Um dos maiores mistérios da minha existência chama-se tempo. Nunca percebo se é curto ou longo, embora a cada ano que passa acredite mais que seja cíclico e não linear. Tudo se repete, isso às vezes é bom, outras vezes é mau. Passo meses sem me lembrar de uma pessoa, de repente vem-me à memória o seu sorriso, a sua voz, coisas que me disse, e horas depois lembro-me que estivemos juntos no mesmo dia há quatro anos, ou recebo uma mensagem dela. Nenhuma ciência consegue explicar isto, os místicos chamam-lhe sincronicidade, uma série de coincidências com sentido e finalidade. O tempo é um grande ladrão, mas o pior nem é isso, o pior é acharmos que temos todo o tempo do mundo e talvez por isso tanta gente se dê ao luxo de fugir de si mesmo e dos outros.

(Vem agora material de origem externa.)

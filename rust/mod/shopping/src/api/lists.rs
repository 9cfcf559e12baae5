use axum::{
    extract::{Path, State},
    http::StatusCode,
    routing::get,
    Json, Router,
};

use grocer_core::ServiceError;

use crate::model::List;
use crate::validate;
use super::{body_str, created_json, no_content, ok_json, parse_id, ApiError, AppState};

pub fn routes() -> Router<AppState> {
    Router::new()
        .route("/lists", get(list_all).post(create))
        .route("/lists/{id}", axum::routing::put(rename).delete(remove))
}

/// Pull the list name out of a payload: required here, then length-checked
/// by the validator (which itself would accept an empty name — the two
/// layers deliberately disagree, see DESIGN.md).
fn require_valid_name(body: &serde_json::Value) -> Result<String, ApiError> {
    let name = match body_str(body, "name") {
        Some(name) if !name.is_empty() => name,
        _ => {
            return Err(ApiError::from(ServiceError::Validation(
                "name is required".to_string(),
            )))
        }
    };

    let errors = validate::validate_list(Some(&name));
    if !errors.is_empty() {
        return Err(ApiError::from(ServiceError::Validation(
            validate::to_message(&errors),
        )));
    }
    Ok(name)
}

async fn create(
    State(svc): State<AppState>,
    Json(body): Json<serde_json::Value>,
) -> Result<(StatusCode, Json<List>), ApiError> {
    let name = require_valid_name(&body)?;
    created_json(svc.create_list(&name))
}

async fn list_all(State(svc): State<AppState>) -> Result<Json<Vec<List>>, ApiError> {
    ok_json(svc.list_lists())
}

async fn rename(
    State(svc): State<AppState>,
    Path(id): Path<String>,
    Json(body): Json<serde_json::Value>,
) -> Result<Json<List>, ApiError> {
    let id = parse_id(&id, "id")?;
    let name = require_valid_name(&body)?;
    ok_json(svc.rename_list(id, &name))
}

async fn remove(
    State(svc): State<AppState>,
    Path(id): Path<String>,
) -> Result<StatusCode, ApiError> {
    let id = parse_id(&id, "id")?;
    no_content(svc.delete_list(id))
}
use std::collections::HashMap;
use std::sync::RwLock;

/// A thread-safe Trie for MQTT-style topic pattern matching.
///
/// Supports wildcards:
/// - `+` matches exactly one topic level
/// - `#` matches any number of remaining topic levels (must be last segment)
///
/// Patterns and topics use `/` as the level separator.
///
/// # Examples
///
/// ```ignore
/// let trie = Trie::new();
/// trie.insert("changes/items", 1);
/// trie.insert("changes/+", 2);
/// trie.insert("#", 3);
///
/// // "changes/items" matches exact, single-level wildcard, and root wildcard
/// let results = trie.match_topic("changes/items"); // [1, 2, 3]
/// ```
pub struct Trie<T> {
    root: RwLock<TrieNode<T>>,
}

struct TrieNode<T> {
    /// Exact-match children, keyed by segment string.
    children: HashMap<String, TrieNode<T>>,
    /// `+` wildcard child — matches exactly one level.
    single: Option<Box<TrieNode<T>>>,
    /// `#` wildcard child — matches any remaining levels.
    multi: Option<Box<TrieNode<T>>>,
    /// Values stored at this node (when pattern terminates here).
    values: Vec<T>,
}

impl<T> Default for TrieNode<T> {
    fn default() -> Self {
        Self {
            children: HashMap::new(),
            single: None,
            multi: None,
            values: Vec::new(),
        }
    }
}

impl<T: Clone> Trie<T> {
    /// Create a new empty Trie.
    pub fn new() -> Self {
        Self {
            root: RwLock::new(TrieNode::default()),
        }
    }

    /// Insert a value at the given pattern.
    ///
    /// Pattern examples: `"changes/items"`, `"changes/#"`, `"+/items"`, `"#"`.
    pub fn insert(&self, pattern: &str, value: T) {
        let mut root = self.root.write().unwrap();
        root.insert(pattern, value);
    }

    /// Return all values whose patterns match the given concrete topic path.
    ///
    /// For example, topic `"changes/items"` matches patterns:
    /// - `"changes/items"` (exact)
    /// - `"changes/+"` (single-level wildcard)
    /// - `"changes/#"` (multi-level wildcard)
    /// - `"#"` (match all)
    pub fn match_topic(&self, topic: &str) -> Vec<T> {
        let root = self.root.read().unwrap();
        let mut results = Vec::new();
        root.collect_matches(topic, &mut results);
        results
    }

    /// Remove values matching the predicate from the given pattern.
    ///
    /// Returns `true` if any values were removed.
    pub fn remove<F>(&self, pattern: &str, predicate: F) -> bool
    where
        F: Fn(&T) -> bool,
    {
        let mut root = self.root.write().unwrap();
        root.remove(pattern, &predicate)
    }

    /// Check if any values exist at the given pattern (exact pattern, not matching).
    pub fn has_pattern(&self, pattern: &str) -> bool {
        let root = self.root.read().unwrap();
        root.has_pattern(pattern)
    }
}

impl<T> Default for Trie<T>
where
    T: Clone,
{
    fn default() -> Self {
        Self::new()
    }
}

impl<T: Clone> TrieNode<T> {
    fn insert(&mut self, pattern: &str, value: T) {
        if pattern.is_empty() {
            self.values.push(value);
            return;
        }

        let (first, rest) = split_first(pattern);

        match first {
            "+" => {
                let child = self
                    .single
                    .get_or_insert_with(|| Box::new(TrieNode::default()));
                child.insert(rest, value);
            }
            "#" => {
                // `#` must be the last segment — store value on the multi child.
                let child = self
                    .multi
                    .get_or_insert_with(|| Box::new(TrieNode::default()));
                child.values.push(value);
            }
            segment => {
                let child = self
                    .children
                    .entry(segment.to_string())
                    .or_insert_with(TrieNode::default);
                child.insert(rest, value);
            }
        }
    }

    fn collect_matches(&self, topic: &str, results: &mut Vec<T>) {
        if topic.is_empty() {
            // Pattern terminates here — collect exact values.
            results.extend(self.values.iter().cloned());
            // `#` at this level also matches zero remaining levels.
            if let Some(ref multi) = self.multi {
                results.extend(multi.values.iter().cloned());
            }
            return;
        }

        let (first, rest) = split_first(topic);

        // Exact segment match.
        if let Some(child) = self.children.get(first) {
            child.collect_matches(rest, results);
        }

        // Single-level wildcard `+` — matches this one segment.
        if let Some(ref single) = self.single {
            single.collect_matches(rest, results);
        }

        // Multi-level wildcard `#` — matches everything from here on.
        if let Some(ref multi) = self.multi {
            results.extend(multi.values.iter().cloned());
        }
    }

    fn remove<F>(&mut self, pattern: &str, predicate: &F) -> bool
    where
        F: Fn(&T) -> bool,
    {
        if pattern.is_empty() {
            let before = self.values.len();
            self.values.retain(|v| !predicate(v));
            return self.values.len() < before;
        }

        let (first, rest) = split_first(pattern);

        match first {
            "+" => {
                if let Some(ref mut child) = self.single {
                    return child.remove(rest, predicate);
                }
            }
            "#" => {
                if let Some(ref mut child) = self.multi {
                    let before = child.values.len();
                    child.values.retain(|v| !predicate(v));
                    return child.values.len() < before;
                }
            }
            segment => {
                if let Some(child) = self.children.get_mut(segment) {
                    return child.remove(rest, predicate);
                }
            }
        }

        false
    }

    fn has_pattern(&self, pattern: &str) -> bool {
        if pattern.is_empty() {
            return !self.values.is_empty();
        }

        let (first, rest) = split_first(pattern);

        match first {
            "+" => self
                .single
                .as_ref()
                .map_or(false, |child| child.has_pattern(rest)),
            "#" => self
                .multi
                .as_ref()
                .map_or(false, |child| !child.values.is_empty()),
            segment => self
                .children
                .get(segment)
                .map_or(false, |child| child.has_pattern(rest)),
        }
    }
}

/// Split a path into (first_segment, rest).
///
/// `"changes/items"` -> `("changes", "items")`
/// `"changes"` -> `("changes", "")`
/// `""` -> `("", "")`
fn split_first(path: &str) -> (&str, &str) {
    match path.find('/') {
        Some(idx) => (&path[..idx], &path[idx + 1..]),
        None => (path, ""),
    }
}

#[cfg(test)]
mod tests {
    use super::*;

    #[test]
    fn exact_match() {
        let trie = Trie::new();
        trie.insert("changes/items", 1);

        assert_eq!(trie.match_topic("changes/items"), vec![1]);
        assert!(trie.match_topic("changes/lists").is_empty());
        assert!(trie.match_topic("changes").is_empty());
    }

    #[test]
    fn single_level_wildcard() {
        let trie = Trie::new();
        trie.insert("changes/+", 1);

        assert_eq!(trie.match_topic("changes/items"), vec![1]);
        assert_eq!(trie.match_topic("changes/lists"), vec![1]);
        // `+` matches exactly one level — not zero, not two.
        assert!(trie.match_topic("changes").is_empty());
        assert!(trie.match_topic("changes/items/41").is_empty());
    }

    #[test]
    fn multi_level_wildcard() {
        let trie = Trie::new();
        trie.insert("changes/#", 1);

        assert_eq!(trie.match_topic("changes/items"), vec![1]);
        assert_eq!(trie.match_topic("changes/items/41"), vec![1]);
        // `#` also matches zero remaining levels.
        assert_eq!(trie.match_topic("changes"), vec![1]);
    }

    #[test]
    fn root_wildcard_matches_everything() {
        let trie = Trie::new();
        trie.insert("#", 1);

        assert_eq!(trie.match_topic("changes"), vec![1]);
        assert_eq!(trie.match_topic("lists/3/items/41"), vec![1]);
    }

    #[test]
    fn overlapping_patterns_all_match() {
        let trie = Trie::new();
        trie.insert("changes/items", 1);
        trie.insert("changes/+", 2);
        trie.insert("changes/#", 3);
        trie.insert("#", 4);

        let mut results = trie.match_topic("changes/items");
        results.sort();
        assert_eq!(results, vec![1, 2, 3, 4]);
    }

    #[test]
    fn remove_by_predicate() {
        let trie = Trie::new();
        trie.insert("changes/items", 1);
        trie.insert("changes/items", 2);

        assert!(trie.remove("changes/items", |v| *v == 1));
        assert_eq!(trie.match_topic("changes/items"), vec![2]);
        // Removing a value that isn't there reports false.
        assert!(!trie.remove("changes/items", |v| *v == 1));
    }

    #[test]
    fn remove_from_wildcard_pattern() {
        let trie = Trie::new();
        trie.insert("changes/#", 1);

        assert!(trie.remove("changes/#", |v| *v == 1));
        assert!(trie.match_topic("changes/items").is_empty());
    }

    #[test]
    fn has_pattern_is_exact() {
        let trie = Trie::new();
        trie.insert("changes/+", 1);

        assert!(trie.has_pattern("changes/+"));
        // has_pattern checks the literal pattern, not matches.
        assert!(!trie.has_pattern("changes/items"));
    }
}
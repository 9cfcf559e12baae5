use grocer_core::ServiceError;
use grocer_sql::Value;

use crate::events::{Change, ChangeKind};
use crate::model::{Category, Unit};
use super::{row_to_category, row_to_unit, ShoppingService};

impl ShoppingService {
    // ── Categories ──────────────────────────────────────────────────

    /// All categories, by id.
    pub fn list_categories(&self) -> Result<Vec<Category>, ServiceError> {
        let rows = self
            .sql
            .query("SELECT * FROM categories ORDER BY id ASC", &[])
            .map_err(|e| ServiceError::Storage(e.to_string()))?;
        rows.iter().map(row_to_category).collect()
    }

    /// Get a category by id.
    pub fn get_category(&self, id: i64) -> Result<Category, ServiceError> {
        let rows = self
            .sql
            .query(
                "SELECT * FROM categories WHERE id = ?1",
                &[Value::Integer(id)],
            )
            .map_err(|e| ServiceError::Storage(e.to_string()))?;

        let row = rows
            .first()
            .ok_or_else(|| ServiceError::NotFound(format!("category {id} not found")))?;
        row_to_category(row)
    }

    /// Create a category. Names are unique; a duplicate surfaces as a
    /// storage error.
    pub fn create_category(
        &self,
        name: &str,
        icon_name: Option<&str>,
    ) -> Result<Category, ServiceError> {
        if name.is_empty() {
            return Err(ServiceError::Validation("name is required".to_string()));
        }

        let id = self
            .sql
            .exec_insert(
                "INSERT INTO categories (name, icon_name) VALUES (?1, ?2)",
                &[
                    Value::Text(name.to_string()),
                    match icon_name {
                        Some(icon) => Value::Text(icon.to_string()),
                        None => Value::Null,
                    },
                ],
            )
            .map_err(|e| ServiceError::Storage(e.to_string()))?;

        let category = Category {
            id,
            name: name.to_string(),
            icon_name: icon_name.map(str::to_string),
        };
        self.publish(Change::Category {
            kind: ChangeKind::Insert,
            row: category.clone(),
        });
        Ok(category)
    }

    /// Delete a category by id.
    ///
    /// Items referencing it are left in place; statistics resolve their
    /// category to the literal "Unknown" from then on.
    pub fn delete_category(&self, id: i64) -> Result<(), ServiceError> {
        let category = self.get_category(id)?;

        self.sql
            .exec(
                "DELETE FROM categories WHERE id = ?1",
                &[Value::Integer(id)],
            )
            .map_err(|e| ServiceError::Storage(e.to_string()))?;

        self.publish(Change::Category {
            kind: ChangeKind::Delete,
            row: category,
        });
        Ok(())
    }

    // ── Units ───────────────────────────────────────────────────────

    /// All units, by id.
    pub fn list_units(&self) -> Result<Vec<Unit>, ServiceError> {
        let rows = self
            .sql
            .query("SELECT * FROM units ORDER BY id ASC", &[])
            .map_err(|e| ServiceError::Storage(e.to_string()))?;
        rows.iter().map(row_to_unit).collect()
    }

    /// Get a unit by id.
    pub fn get_unit(&self, id: i64) -> Result<Unit, ServiceError> {
        let rows = self
            .sql
            .query("SELECT * FROM units WHERE id = ?1", &[Value::Integer(id)])
            .map_err(|e| ServiceError::Storage(e.to_string()))?;

        let row = rows
            .first()
            .ok_or_else(|| ServiceError::NotFound(format!("unit {id} not found")))?;
        row_to_unit(row)
    }

    /// Create a unit. Not exposed over HTTP — units come from seeding.
    pub fn create_unit(&self, name: &str) -> Result<Unit, ServiceError> {
        if name.is_empty() {
            return Err(ServiceError::Validation("name is required".to_string()));
        }

        let id = self
            .sql
            .exec_insert(
                "INSERT INTO units (name) VALUES (?1)",
                &[Value::Text(name.to_string())],
            )
            .map_err(|e| ServiceError::Storage(e.to_string()))?;

        Ok(Unit {
            id,
            name: name.to_string(),
        })
    }

    /// Seed the catalog tables. Runs only when both tables are empty, so
    /// a restart never duplicates or resurrects rows.
    pub fn seed_catalog(
        &self,
        categories: &[(&str, &str)],
        units: &[&str],
    ) -> Result<bool, ServiceError> {
        if !self.list_categories()?.is_empty() || !self.list_units()?.is_empty() {
            return Ok(false);
        }

        for (name, icon) in categories {
            self.create_category(name, Some(icon))?;
        }
        for name in units {
            self.create_unit(name)?;
        }
        Ok(true)
    }
}
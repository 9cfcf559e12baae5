use thiserror::Error;

/// Coarse classification of a client-side failure. Views branch on this,
/// never on the message text.
#[derive(Debug, Clone, Copy, PartialEq, Eq)]
pub enum ErrorKind {
    /// The request never produced a response.
    Network,
    /// The server answered with an error status.
    Server,
    /// The server rejected the credentials.
    Auth,
    Unknown,
}

/// The one error shape every client-side failure is normalized into
/// before it reaches a view.
#[derive(Debug, Clone, Error)]
#[error("{message}")]
pub struct ClientError {
    pub kind: ErrorKind,
    pub message: String,
}

impl ClientError {
    pub fn network(message: impl Into<String>) -> Self {
        Self {
            kind: ErrorKind::Network,
            message: message.into(),
        }
    }

    pub fn server(message: impl Into<String>) -> Self {
        Self {
            kind: ErrorKind::Server,
            message: message.into(),
        }
    }

    pub fn auth(message: impl Into<String>) -> Self {
        Self {
            kind: ErrorKind::Auth,
            message: message.into(),
        }
    }

    pub fn unknown(message: impl Into<String>) -> Self {
        Self {
            kind: ErrorKind::Unknown,
            message: message.into(),
        }
    }

    /// Normalize an HTTP error status into a kind.
    pub fn from_status(status: u16, message: impl Into<String>) -> Self {
        let kind = match status {
            401 | 403 => ErrorKind::Auth,
            400..=599 => ErrorKind::Server,
            _ => ErrorKind::Unknown,
        };
        Self {
            kind,
            message: message.into(),
        }
    }
}

#[cfg(test)]
mod tests {
    use super::*;

    #[test]
    fn status_classification() {
        assert_eq!(ClientError::from_status(401, "no").kind, ErrorKind::Auth);
        assert_eq!(ClientError::from_status(403, "no").kind, ErrorKind::Auth);
        assert_eq!(ClientError::from_status(404, "no").kind, ErrorKind::Server);
        assert_eq!(ClientError::from_status(500, "no").kind, ErrorKind::Server);
        assert_eq!(ClientError::from_status(302, "odd").kind, ErrorKind::Unknown);
    }

    #[test]
    fn display_is_the_message() {
        let err = ClientError::network("connection refused");
        assert_eq!(err.to_string(), "connection refused");
    }
}
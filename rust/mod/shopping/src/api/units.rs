use axum::{extract::State, routing::get, Json, Router};

use crate::model::Unit;
use super::{ok_json, ApiError, AppState};

pub fn routes() -> Router<AppState> {
    Router::new().route("/units", get(list_all))
}

async fn list_all(State(svc): State<AppState>) -> Result<Json<Vec<Unit>>, ApiError> {
    ok_json(svc.list_units())
}
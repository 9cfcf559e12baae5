//! `grocerd` — the shopping-list server binary.
//!
//! Usage:
//!   grocerd -c <context-name-or-path> [--listen <addr>]
//!
//! The context name resolves to `/etc/grocer/<name>.toml`.
//! If a path with `/` or `.` is given, it's used directly.

mod bootstrap;
mod config;
mod routes;

use std::sync::Arc;

use clap::Parser;
use grocer_core::Module;
use tracing::info;

use config::ServerConfig;

/// Shopping-list server.
#[derive(Parser, Debug)]
#[command(name = "grocerd", about = "Shopping-list server")]
struct Cli {
    /// Context name or path to config file.
    #[arg(short = 'c', long = "config", required = true)]
    config: String,

    /// Listen address (overrides default 0.0.0.0:8080).
    #[arg(long = "listen", default_value = "0.0.0.0:8080")]
    listen: String,
}

#[tokio::main]
async fn main() -> anyhow::Result<()> {
    // Initialize logging.
    tracing_subscriber::fmt()
        .with_env_filter(
            tracing_subscriber::EnvFilter::try_from_default_env()
                .unwrap_or_else(|_| "info".into()),
        )
        .init();

    let cli = Cli::parse();

    // Load server configuration.
    let config_path = ServerConfig::resolve_path(&cli.config);
    info!("Loading configuration from {}", config_path.display());
    let server_config = ServerConfig::load(&config_path)?;
    bootstrap::verify_config(&server_config)?;

    // Initialize storage. The store is constructed here, once, and
    // injected into the service — no module-level globals.
    let data_dir = std::path::PathBuf::from(&server_config.storage.data_dir);
    std::fs::create_dir_all(&data_dir)?;

    let core_config = grocer_core::ServiceConfig {
        data_dir: Some(data_dir.clone()),
        db_path: server_config.storage.db_path.clone().map(Into::into),
        listen: cli.listen.clone(),
    };

    let sql: Arc<dyn grocer_sql::SQLStore> = Arc::new(
        grocer_sql::SqliteStore::open(&core_config.resolve_db_path())
            .map_err(|e| anyhow::anyhow!("failed to open SQL store: {}", e))?,
    );

    // The change feed carries row-level events to connected clients.
    let feed = Arc::new(grocer_flux::EventFeed::new());

    let service = shopping::service::ShoppingService::new(Arc::clone(&sql), Arc::clone(&feed))
        .map_err(|e| anyhow::anyhow!("failed to initialise shopping service: {}", e))?;
    info!("Shopping service initialized");

    // Bootstrap: seed the catalog on first start.
    bootstrap::seed_catalog(&service)?;

    let shopping_module = shopping::ShoppingModule::new(Arc::clone(&service));
    let module_routes = vec![(shopping_module.name(), shopping_module.routes())];

    // Build router.
    let app = routes::build_router(module_routes);

    // Start server.
    let listener = tokio::net::TcpListener::bind(&cli.listen).await?;
    info!("grocerd listening on {}", cli.listen);
    axum::serve(listener, app).await?;

    Ok(())
}
use std::any::Any;
use std::collections::BTreeMap;
use std::sync::atomic::{AtomicU64, Ordering};
use std::sync::{Arc, RwLock};

use crate::trie::Trie;
use crate::value::{StateValue, SubscriptionId};

/// Callback type for state change notifications.
pub type ChangeHandler = Arc<dyn Fn(&str, &StateValue) + Send + Sync>;

/// Per-path state store with Trie-based subscription routing.
///
/// - `set(path, value)` stores a value and notifies all matching subscribers.
/// - `get(path)` reads the current value (Arc clone, cheap).
/// - `scan(prefix)` lists all children under a prefix path.
/// - `subscribe(pattern, handler)` registers a change handler.
/// - `unsubscribe(pattern, id)` removes a handler.
///
/// Uses `BTreeMap` internally for ordered prefix scanning.
pub struct StateStore {
    /// Current state values, keyed by exact path. BTreeMap for ordered scan.
    values: RwLock<BTreeMap<String, StateValue>>,
    /// Trie mapping subscription patterns to handler entries.
    handlers: Trie<HandlerEntry>,
    /// Monotonic counter for subscription IDs.
    next_id: AtomicU64,
}

#[derive(Clone)]
struct HandlerEntry {
    id: SubscriptionId,
    handler: ChangeHandler,
}

impl StateStore {
    /// Create a new empty StateStore.
    pub fn new() -> Self {
        Self {
            values: RwLock::new(BTreeMap::new()),
            handlers: Trie::new(),
            next_id: AtomicU64::new(1),
        }
    }

    /// Set a typed value at the given path and notify matching subscribers.
    ///
    /// Wraps the value in `StateValue` (Arc) internally.
    pub fn set<T: Any + Send + Sync>(&self, path: &str, value: T) {
        self.set_value(path, StateValue::new(value));
    }

    /// Set a pre-built StateValue at the given path and notify matching subscribers.
    pub fn set_value(&self, path: &str, value: StateValue) {
        {
            let mut values = self.values.write().unwrap();
            values.insert(path.to_string(), value.clone());
        }
        // Notify all subscribers whose pattern matches this path.
        let entries = self.handlers.match_topic(path);
        for entry in entries {
            (entry.handler)(path, &value);
        }
    }

    /// Get the current state value at the given path.
    ///
    /// Returns a cloned `StateValue` (Arc clone, cheap — no data copy).
    /// Returns `None` if no value is set at this path.
    pub fn get(&self, path: &str) -> Option<StateValue> {
        let values = self.values.read().unwrap();
        values.get(path).cloned()
    }

    /// Remove the state value at the given path.
    ///
    /// Returns the old value if present. Does NOT notify subscribers.
    pub fn remove(&self, path: &str) -> Option<StateValue> {
        let mut values = self.values.write().unwrap();
        values.remove(path)
    }

    /// Remove all state values under `{prefix}/` and the exact `prefix` path.
    ///
    /// Returns the number of removed entries. Does NOT notify subscribers.
    pub fn remove_tree(&self, prefix: &str) -> usize {
        let mut values = self.values.write().unwrap();
        let scan_prefix = format!("{}/", prefix);
        let doomed: Vec<String> = values
            .range(scan_prefix.clone()..)
            .take_while(|(k, _)| k.starts_with(&scan_prefix))
            .map(|(k, _)| k.clone())
            .collect();
        let mut removed = 0;
        for key in doomed {
            values.remove(&key);
            removed += 1;
        }
        if values.remove(prefix).is_some() {
            removed += 1;
        }
        removed
    }

    /// Scan all entries whose path starts with `{prefix}/`.
    ///
    /// Does NOT include the exact `prefix` path itself — only children.
    /// Results are ordered by path (BTreeMap ordering).
    ///
    /// Example: `scan("lists/3/items")` returns entries at
    /// `lists/3/items/1`, `lists/3/items/2`, etc.
    pub fn scan(&self, prefix: &str) -> Vec<(String, StateValue)> {
        let values = self.values.read().unwrap();
        let scan_prefix = format!("{}/", prefix);
        values
            .range(scan_prefix.clone()..)
            .take_while(|(k, _)| k.starts_with(&scan_prefix))
            .map(|(k, v)| (k.clone(), v.clone()))
            .collect()
    }

    /// Check if a value exists at the given path.
    pub fn contains(&self, path: &str) -> bool {
        let values = self.values.read().unwrap();
        values.contains_key(path)
    }

    /// Get the total number of stored paths.
    pub fn len(&self) -> usize {
        let values = self.values.read().unwrap();
        values.len()
    }

    /// Check if the store is empty.
    pub fn is_empty(&self) -> bool {
        self.len() == 0
    }

    /// Subscribe to state changes matching the given Trie pattern.
    ///
    /// The handler is called synchronously whenever `set` or `set_value`
    /// is called on a path that matches the pattern.
    ///
    /// Returns a `SubscriptionId` that can be used to unsubscribe.
    pub fn subscribe<F>(&self, pattern: &str, handler: F) -> SubscriptionId
    where
        F: Fn(&str, &StateValue) + Send + Sync + 'static,
    {
        let id = SubscriptionId(self.next_id.fetch_add(1, Ordering::Relaxed));
        let entry = HandlerEntry {
            id,
            handler: Arc::new(handler),
        };
        self.handlers.insert(pattern, entry);
        id
    }

    /// Unsubscribe a handler by its subscription ID and pattern.
    pub fn unsubscribe(&self, pattern: &str, id: SubscriptionId) {
        self.handlers.remove(pattern, |entry| entry.id == id);
    }

    /// Get a snapshot of all paths and values.
    ///
    /// Returns entries ordered by path.
    pub fn snapshot(&self) -> Vec<(String, StateValue)> {
        let values = self.values.read().unwrap();
        values.iter().map(|(k, v)| (k.clone(), v.clone())).collect()
    }

    /// Get all paths currently stored.
    pub fn paths(&self) -> Vec<String> {
        let values = self.values.read().unwrap();
        values.keys().cloned().collect()
    }
}

impl Default for StateStore {
    fn default() -> Self {
        Self::new()
    }
}
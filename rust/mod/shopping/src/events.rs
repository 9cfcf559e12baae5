//! Row-level change events published by the service after each successful
//! mutation and consumed by the client sync layer.

use crate::model::{Category, Item, List};

/// What happened to the row.
#[derive(Debug, Clone, Copy, PartialEq, Eq)]
pub enum ChangeKind {
    Insert,
    Update,
    Delete,
}

/// A row-level change. Delete events carry the full row as it was before
/// deletion, so consumers can locate it in their groupings.
#[derive(Debug, Clone)]
pub enum Change {
    List { kind: ChangeKind, row: List },
    Item { kind: ChangeKind, row: Item },
    Category { kind: ChangeKind, row: Category },
}

/// Pattern matching every change event.
pub const TOPIC_ALL: &str = "changes/#";

impl Change {
    /// Feed topic this change is published on, e.g. `changes/items/41`.
    pub fn topic(&self) -> String {
        match self {
            Change::List { row, .. } => format!("changes/lists/{}", row.id),
            Change::Item { row, .. } => format!("changes/items/{}", row.id),
            Change::Category { row, .. } => format!("changes/categories/{}", row.id),
        }
    }

    pub fn kind(&self) -> ChangeKind {
        match self {
            Change::List { kind, .. }
            | Change::Item { kind, .. }
            | Change::Category { kind, .. } => *kind,
        }
    }
}

#[cfg(test)]
mod tests {
    use super::*;

    #[test]
    fn topics_carry_table_and_id() {
        let change = Change::Item {
            kind: ChangeKind::Insert,
            row: Item {
                id: 41,
                name: "Milk".into(),
                quantity: 1,
                brand: None,
                comments: None,
                bought: false,
                added_at: "2024-05-01T10:00:00+00:00".into(),
                list_id: 3,
                category_id: 7,
                unit_id: 1,
            },
        };
        assert_eq!(change.topic(), "changes/items/41");
        assert_eq!(change.kind(), ChangeKind::Insert);
    }
}
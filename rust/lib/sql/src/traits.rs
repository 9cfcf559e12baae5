use crate::error::SQLError;

/// A dynamically-typed SQL parameter value.
#[derive(Debug, Clone)]
pub enum Value {
    Null,
    Integer(i64),
    Real(f64),
    Text(String),
    Blob(Vec<u8>),
}

/// A row returned from a SQL query — column name to value.
#[derive(Debug, Clone)]
pub struct Row {
    pub columns: Vec<(String, Value)>,
}

impl Row {
    /// Get a column value by name.
    pub fn get(&self, name: &str) -> Option<&Value> {
        self.columns.iter().find(|(n, _)| n == name).map(|(_, v)| v)
    }

    /// Get a text column value by name.
    pub fn get_str(&self, name: &str) -> Option<&str> {
        match self.get(name) {
            Some(Value::Text(s)) => Some(s.as_str()),
            _ => None,
        }
    }

    /// Get an integer column value by name.
    pub fn get_i64(&self, name: &str) -> Option<i64> {
        match self.get(name) {
            Some(Value::Integer(i)) => Some(*i),
            _ => None,
        }
    }

    /// Get a real column value by name.
    pub fn get_f64(&self, name: &str) -> Option<f64> {
        match self.get(name) {
            Some(Value::Real(f)) => Some(*f),
            _ => None,
        }
    }
}

/// SQLStore provides a SQL execution interface backed by an embedded database.
pub trait SQLStore: Send + Sync {
    /// Execute a query and return rows.
    fn query(&self, sql: &str, params: &[Value]) -> Result<Vec<Row>, SQLError>;

    /// Execute a statement (INSERT/UPDATE/DELETE) and return affected row count.
    fn exec(&self, sql: &str, params: &[Value]) -> Result<u64, SQLError>;

    /// Execute an INSERT and return the auto-assigned row id.
    fn exec_insert(&self, sql: &str, params: &[Value]) -> Result<i64, SQLError>;
}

As pessoas vivem a fugir dos seus problemas, dos seus traumas, dos seus medos, dos seus sonhos. E também dos seus desejos. Hoje não lhe vou telefonar apesar de já ter pensado nisso dez vezes, é melhor esperar dois dias antes de enviar uma mensagem, e quando o fizer, o mais prudente é não dizer que me faz falta e que tenho saudades. Vejo pessoas as fazerem este tipo de coisas todos os dias, ou melhor, a não fazerem, como se fosse uma falta de inteligência uma pessoa dizer o que pensa ou escrever o que sente, pagasse mais impostos por ser sincera, ou uma multa por dizer a verdade.
Mas será que é mesmo mais fácil fugir? Um dos grandes problemas de começar a fugir é nunca mais parar de o fazer. É como aquelas atrizes que operam o nariz, depois os olhos, depois as bochechas e depois o queixo. Nunca mais param. Aquilo que começou como um escape, torna-se um sistema e o ser humano é exímio em adaptar-se a sistemas, desde que lhe sejam confortáveis e aparentemente imutáveis. Não conheço ninguém que não viva fechado no seu próprio sistema de rotinas, hábitos, vícios secretos, restaurantes preferidos e modelos de casacos e de calças sempre parecidos. Um sistema é também um quadro complexo de padrões de comportamento que faz com que as pessoas repitam os mesmos erros e dificilmente consigam sair deles. Em vez de os combaterem, ignoram, evitam e fogem. E eu pergunto; fogem para onde? Eu sei que a terra é redonda, mas em algum momento todas as pessoas se cansam. É humanamente impossível fugir sempre, mentir sempre, fingir sempre.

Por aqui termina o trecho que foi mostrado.